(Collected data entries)
────────

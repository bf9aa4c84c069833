//! Inline script reference scanner
//!
//! Collects element IDs that inline scripts look up by literal string, via
//! `getElementById("x")` or a jQuery-style `$("#x")`. Matching is lexical:
//! IDs built at runtime are missed, and a string that merely looks like a
//! lookup inside unrelated code is still collected.
//!
//! No pass consults the result today. The `id` rule of the safety predicate
//! already keeps every element that has an id, so the set is reported for
//! diagnostics and kept for a future id-aware pruning mode.

use markup5ever_rcdom::RcDom;
use regex::Regex;
use std::collections::BTreeSet;
use std::sync::OnceLock;

use crate::dom::{effective_text, select_elements, tag_name};

static GET_ELEMENT_BY_ID: OnceLock<Option<Regex>> = OnceLock::new();
static JQUERY_ID_SELECTOR: OnceLock<Option<Regex>> = OnceLock::new();

fn patterns() -> impl Iterator<Item = &'static Regex> {
    [
        GET_ELEMENT_BY_ID.get_or_init(|| {
            Regex::new(r#"getElementById\s*\(\s*["']([^"']+)["']\s*\)"#).ok()
        }),
        JQUERY_ID_SELECTOR
            .get_or_init(|| Regex::new(r#"\$\s*\(\s*["']#([^"']+)["']\s*\)"#).ok()),
    ]
    .into_iter()
    .filter_map(Option::as_ref)
}

/// Scans `<script>` bodies for literal ID lookups
#[derive(Debug, Clone, Default)]
pub struct ScriptReferenceScanner;

impl ScriptReferenceScanner {
    pub fn new() -> Self {
        Self
    }

    /// Collect the IDs referenced by every inline script in the document
    ///
    /// Each call starts from an empty set; nothing is carried between
    /// documents.
    pub fn scan(&self, dom: &RcDom) -> BTreeSet<String> {
        let mut ids = BTreeSet::new();
        for script in select_elements(dom, |node| tag_name(node) == Some("script")) {
            let source = effective_text(&script);
            if source.is_empty() {
                continue;
            }
            self.collect_from_source(&source, &mut ids);
        }
        ids
    }

    /// Add the IDs referenced in one script body to `ids`
    pub fn collect_from_source(&self, source: &str, ids: &mut BTreeSet<String>) {
        for regex in patterns() {
            ids.extend(
                regex
                    .captures_iter(source)
                    .filter_map(|caps| caps.get(1))
                    .map(|m| m.as_str().to_string()),
            );
        }
    }
}
//! Error types for optimisation runs

use thiserror::Error;

/// Errors that can occur while optimising a document
///
/// Every variant resolves at the pipeline boundary to either an explicit
/// error value or the original input being served unchanged (see
/// [`DomOptimiser::process_or_passthrough`](crate::DomOptimiser::process_or_passthrough)).
#[derive(Debug, Error)]
pub enum OptimiseError {
    /// HTML parsing produced no usable tree
    #[error("Parse error: {0}")]
    ParseError(String),
    /// Character encoding error
    #[error("Encoding error: {0}")]
    EncodingError(String),
    /// Wall-clock budget exceeded
    #[error("Optimisation timeout exceeded")]
    Timeout,
    /// The rewritten tree could not be serialized
    #[error("Serialization error: {0}")]
    SerializationError(String),
    /// Invalid input data
    #[error("Invalid input: {0}")]
    InvalidInput(String),
    /// Internal error
    #[error("Internal error: {0}")]
    InternalError(String),
}

impl OptimiseError {
    /// Get numeric error code for FFI
    pub fn code(&self) -> u32 {
        match self {
            OptimiseError::ParseError(_) => 1,
            OptimiseError::EncodingError(_) => 2,
            OptimiseError::Timeout => 3,
            OptimiseError::SerializationError(_) => 4,
            OptimiseError::InvalidInput(_) => 5,
            OptimiseError::InternalError(_) => 99,
        }
    }
}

────────

Each line above with the word "code" needs to be copied.

- EXERCISE RESULT
//! lookup inside unrelated code is still collected.
    /// Get numeric error code for FFI
    pub fn code(&self) -> u32 {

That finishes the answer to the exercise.